* _TASK BRIEF_: All lines below are to be output exactly as they stand.

[Stored entries]

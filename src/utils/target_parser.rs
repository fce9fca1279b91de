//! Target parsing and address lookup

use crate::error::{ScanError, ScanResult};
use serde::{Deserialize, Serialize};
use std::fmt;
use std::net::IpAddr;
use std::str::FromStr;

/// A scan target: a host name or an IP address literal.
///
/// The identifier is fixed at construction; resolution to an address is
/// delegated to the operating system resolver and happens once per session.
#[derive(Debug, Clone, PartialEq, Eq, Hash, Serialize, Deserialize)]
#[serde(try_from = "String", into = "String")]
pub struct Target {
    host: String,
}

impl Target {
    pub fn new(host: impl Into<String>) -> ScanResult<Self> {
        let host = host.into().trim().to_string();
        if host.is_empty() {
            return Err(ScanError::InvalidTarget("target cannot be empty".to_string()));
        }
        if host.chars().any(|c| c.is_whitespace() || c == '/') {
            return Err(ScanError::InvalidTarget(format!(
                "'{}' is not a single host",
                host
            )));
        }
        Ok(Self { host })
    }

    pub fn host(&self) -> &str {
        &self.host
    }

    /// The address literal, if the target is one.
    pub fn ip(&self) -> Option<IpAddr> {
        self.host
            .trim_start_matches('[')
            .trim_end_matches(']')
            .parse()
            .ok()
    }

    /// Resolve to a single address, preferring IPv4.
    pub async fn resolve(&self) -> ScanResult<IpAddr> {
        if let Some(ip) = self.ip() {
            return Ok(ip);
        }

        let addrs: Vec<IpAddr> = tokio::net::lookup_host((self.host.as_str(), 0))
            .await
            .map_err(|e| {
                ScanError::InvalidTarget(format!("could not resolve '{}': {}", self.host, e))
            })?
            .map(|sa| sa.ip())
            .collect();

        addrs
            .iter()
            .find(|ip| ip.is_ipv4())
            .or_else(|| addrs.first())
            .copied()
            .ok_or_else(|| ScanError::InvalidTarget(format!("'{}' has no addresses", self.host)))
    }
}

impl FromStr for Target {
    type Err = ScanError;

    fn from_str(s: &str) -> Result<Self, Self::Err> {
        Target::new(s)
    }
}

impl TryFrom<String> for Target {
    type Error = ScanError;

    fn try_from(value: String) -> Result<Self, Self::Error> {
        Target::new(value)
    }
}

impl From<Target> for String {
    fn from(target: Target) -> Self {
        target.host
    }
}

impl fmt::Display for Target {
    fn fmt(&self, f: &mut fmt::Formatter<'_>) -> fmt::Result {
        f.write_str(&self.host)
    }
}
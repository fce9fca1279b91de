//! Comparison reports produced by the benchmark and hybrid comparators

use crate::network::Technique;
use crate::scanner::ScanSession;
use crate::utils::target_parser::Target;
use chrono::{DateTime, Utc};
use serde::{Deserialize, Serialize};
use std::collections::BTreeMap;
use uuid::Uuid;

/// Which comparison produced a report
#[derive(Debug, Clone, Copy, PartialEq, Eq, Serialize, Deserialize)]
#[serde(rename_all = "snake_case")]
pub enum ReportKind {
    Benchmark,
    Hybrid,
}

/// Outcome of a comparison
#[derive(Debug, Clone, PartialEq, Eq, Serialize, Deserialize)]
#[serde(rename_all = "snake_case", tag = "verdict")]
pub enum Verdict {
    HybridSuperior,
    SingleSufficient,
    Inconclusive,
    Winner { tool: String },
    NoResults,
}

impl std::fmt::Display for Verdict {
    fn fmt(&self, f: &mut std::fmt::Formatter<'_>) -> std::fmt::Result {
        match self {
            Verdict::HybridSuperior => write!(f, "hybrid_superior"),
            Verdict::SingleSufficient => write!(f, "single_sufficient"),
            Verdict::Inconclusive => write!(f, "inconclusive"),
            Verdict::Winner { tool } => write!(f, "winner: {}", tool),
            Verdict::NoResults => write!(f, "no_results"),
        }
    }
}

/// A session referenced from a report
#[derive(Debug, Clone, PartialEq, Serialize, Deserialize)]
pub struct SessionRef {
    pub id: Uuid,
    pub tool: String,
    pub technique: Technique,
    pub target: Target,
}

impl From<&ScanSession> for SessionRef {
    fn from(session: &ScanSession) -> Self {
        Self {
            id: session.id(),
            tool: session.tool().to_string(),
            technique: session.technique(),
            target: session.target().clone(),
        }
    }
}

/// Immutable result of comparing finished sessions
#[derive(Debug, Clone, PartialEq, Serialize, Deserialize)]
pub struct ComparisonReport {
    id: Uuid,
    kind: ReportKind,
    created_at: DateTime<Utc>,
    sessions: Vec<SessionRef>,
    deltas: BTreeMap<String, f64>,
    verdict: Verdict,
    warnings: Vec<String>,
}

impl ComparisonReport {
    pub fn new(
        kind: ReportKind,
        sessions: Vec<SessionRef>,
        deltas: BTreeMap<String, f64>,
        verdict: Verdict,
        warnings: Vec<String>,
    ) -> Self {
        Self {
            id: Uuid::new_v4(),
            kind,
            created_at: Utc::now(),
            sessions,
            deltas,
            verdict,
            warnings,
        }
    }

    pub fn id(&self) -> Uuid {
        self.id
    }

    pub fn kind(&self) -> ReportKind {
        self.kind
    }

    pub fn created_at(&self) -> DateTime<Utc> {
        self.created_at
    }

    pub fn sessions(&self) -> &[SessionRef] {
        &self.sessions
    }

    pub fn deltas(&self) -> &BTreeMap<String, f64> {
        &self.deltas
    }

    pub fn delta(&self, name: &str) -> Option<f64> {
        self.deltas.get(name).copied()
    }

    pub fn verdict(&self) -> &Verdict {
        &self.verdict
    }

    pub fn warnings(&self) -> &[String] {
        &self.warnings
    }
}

* _ANSWER SPACE_:
filename src/utils/target_parser.rs
repository fce9fca1279b91de
//! Target parsing and address lookup

use crate::error::{ScanError, ScanResult};
use serde::{Deserialize, Serialize};
use std::fmt;
use std::net::IpAddr;
use std::str::FromStr;

/// A scan target: a host name or an IP address literal.
///
/// The identifier is fixed at construction; resolution to an address is
/// delegated to the operating system resolver and happens once per session.
#[derive(Debug, Clone, PartialEq, Eq, Hash, Serialize, Deserialize)]
#[serde(try_from = "String", into = "String")]
pub struct Target {
    host: String,
}

impl Target {
    pub fn new(host: impl Into<String>) -> ScanResult<Self> {
        let host = host.into().trim().to_string();
        if host.is_empty() {
            return Err(ScanError::InvalidTarget("target cannot be empty".to_string()));
        }
        if host.chars().any(|c| c.is_whitespace() || c == '/') {
            return Err(ScanError::InvalidTarget(format!(
                "'{}' is not a single host",
                host
            )));
        }
        Ok(Self { host })
    }

    pub fn host(&self) -> &str {
        &self.host
    }

    /// The address literal, if the target is one.
    pub fn ip(&self) -> Option<IpAddr> {
        self.host
            .trim_start_matches('[')
            .trim_end_matches(']')
            .parse()
            .ok()
    }

    /// Resolve to a single address, preferring IPv4.
    pub async fn resolve(&self) -> ScanResult<IpAddr> {
        if let Some(ip) = self.ip() {
            return Ok(ip);
        }

        let addrs: Vec<IpAddr> = tokio::net::lookup_host((self.host.as_str(), 0))
            .await
            .map_err(|e| {
                ScanError::InvalidTarget(format!("could not resolve '{}': {}", self.host, e))
            })?
            .map(|sa| sa.ip())
            .collect();

        addrs
            .iter()
            .find(|ip| ip.is_ipv4())
            .or_else(|| addrs.first())
            .copied()
            .ok_or_else(|| ScanError::InvalidTarget(format!("'{}' has no addresses", self.host)))
    }
}

impl FromStr for Target {
    type Err = ScanError;

    fn from_str(s: &str) -> Result<Self, Self::Err> {
        Target::new(s)
    }
}

impl TryFrom<String> for Target {
    type Error = ScanError;

    fn try_from(value: String) -> Result<Self, Self::Error> {
        Target::new(value)
    }
}

impl From<Target> for String {
    fn from(target: Target) -> Self {
        target.host
    }
}

impl fmt::Display for Target {
    fn fmt(&self, f: &mut fmt::Formatter<'_>) -> fmt::Result {
        f.write_str(&self.host)
    }
}
repository fce9fca1279b91de
//! Comparison reports produced by the benchmark and hybrid comparators

use crate::network::Technique;
use crate::scanner::ScanSession;
use crate::utils::target_parser::Target;
use chrono::{DateTime, Utc};
use serde::{Deserialize, Serialize};
use std::collections::BTreeMap;
use uuid::Uuid;

/// Which comparison produced a report
#[derive(Debug, Clone, Copy, PartialEq, Eq, Serialize, Deserialize)]
#[serde(rename_all = "snake_case")]
pub enum ReportKind {
    Benchmark,
    Hybrid,
}

/// Outcome of a comparison
#[derive(Debug, Clone, PartialEq, Eq, Serialize, Deserialize)]
#[serde(rename_all = "snake_case", tag = "verdict")]
pub enum Verdict {
    HybridSuperior,
    SingleSufficient,
    Inconclusive,
    Winner { tool: String },
    NoResults,
}

impl std::fmt::Display for Verdict {
    fn fmt(&self, f: &mut std::fmt::Formatter<'_>) -> std::fmt::Result {
        match self {
            Verdict::HybridSuperior => write!(f, "hybrid_superior"),
            Verdict::SingleSufficient => write!(f, "single_sufficient"),
            Verdict::Inconclusive => write!(f, "inconclusive"),
            Verdict::Winner { tool } => write!(f, "winner: {}", tool),
            Verdict::NoResults => write!(f, "no_results"),
        }
    }
}

/// A session referenced from a report
#[derive(Debug, Clone, PartialEq, Serialize, Deserialize)]
pub struct SessionRef {
    pub id: Uuid,
    pub tool: String,
    pub technique: Technique,
    pub target: Target,
}

impl From<&ScanSession> for SessionRef {
    fn from(session: &ScanSession) -> Self {
        Self {
            id: session.id(),
            tool: session.tool().to_string(),
            technique: session.technique(),
            target: session.target().clone(),
        }
    }
}

/// Immutable result of comparing finished sessions
#[derive(Debug, Clone, PartialEq, Serialize, Deserialize)]
pub struct ComparisonReport {
    id: Uuid,
    kind: ReportKind,
    created_at: DateTime<Utc>,
    sessions: Vec<SessionRef>,
    deltas: BTreeMap<String, f64>,
    verdict: Verdict,
    warnings: Vec<String>,
}

impl ComparisonReport {
    pub fn new(
        kind: ReportKind,
        sessions: Vec<SessionRef>,
        deltas: BTreeMap<String, f64>,
        verdict: Verdict,
        warnings: Vec<String>,
    ) -> Self {
        Self {
            id: Uuid::new_v4(),
            kind,
            created_at: Utc::now(),
            sessions,
            deltas,
            verdict,
            warnings,
        }
    }

    pub fn id(&self) -> Uuid {
        self.id
    }

    pub fn kind(&self) -> ReportKind {
        self.kind
    }

    pub fn created_at(&self) -> DateTime<Utc> {
        self.created_at
    }

    pub fn sessions(&self) -> &[SessionRef] {
        &self.sessions
    }

    pub fn deltas(&self) -> &BTreeMap<String, f64> {
        &self.deltas
    }

    pub fn delta(&self, name: &str) -> Option<f64> {
        self.deltas.get(name).copied()
    }

    pub fn verdict(&self) -> &Verdict {
        &self.verdict
    }

    pub fn warnings(&self) -> &[String] {
        &self.warnings
    }
}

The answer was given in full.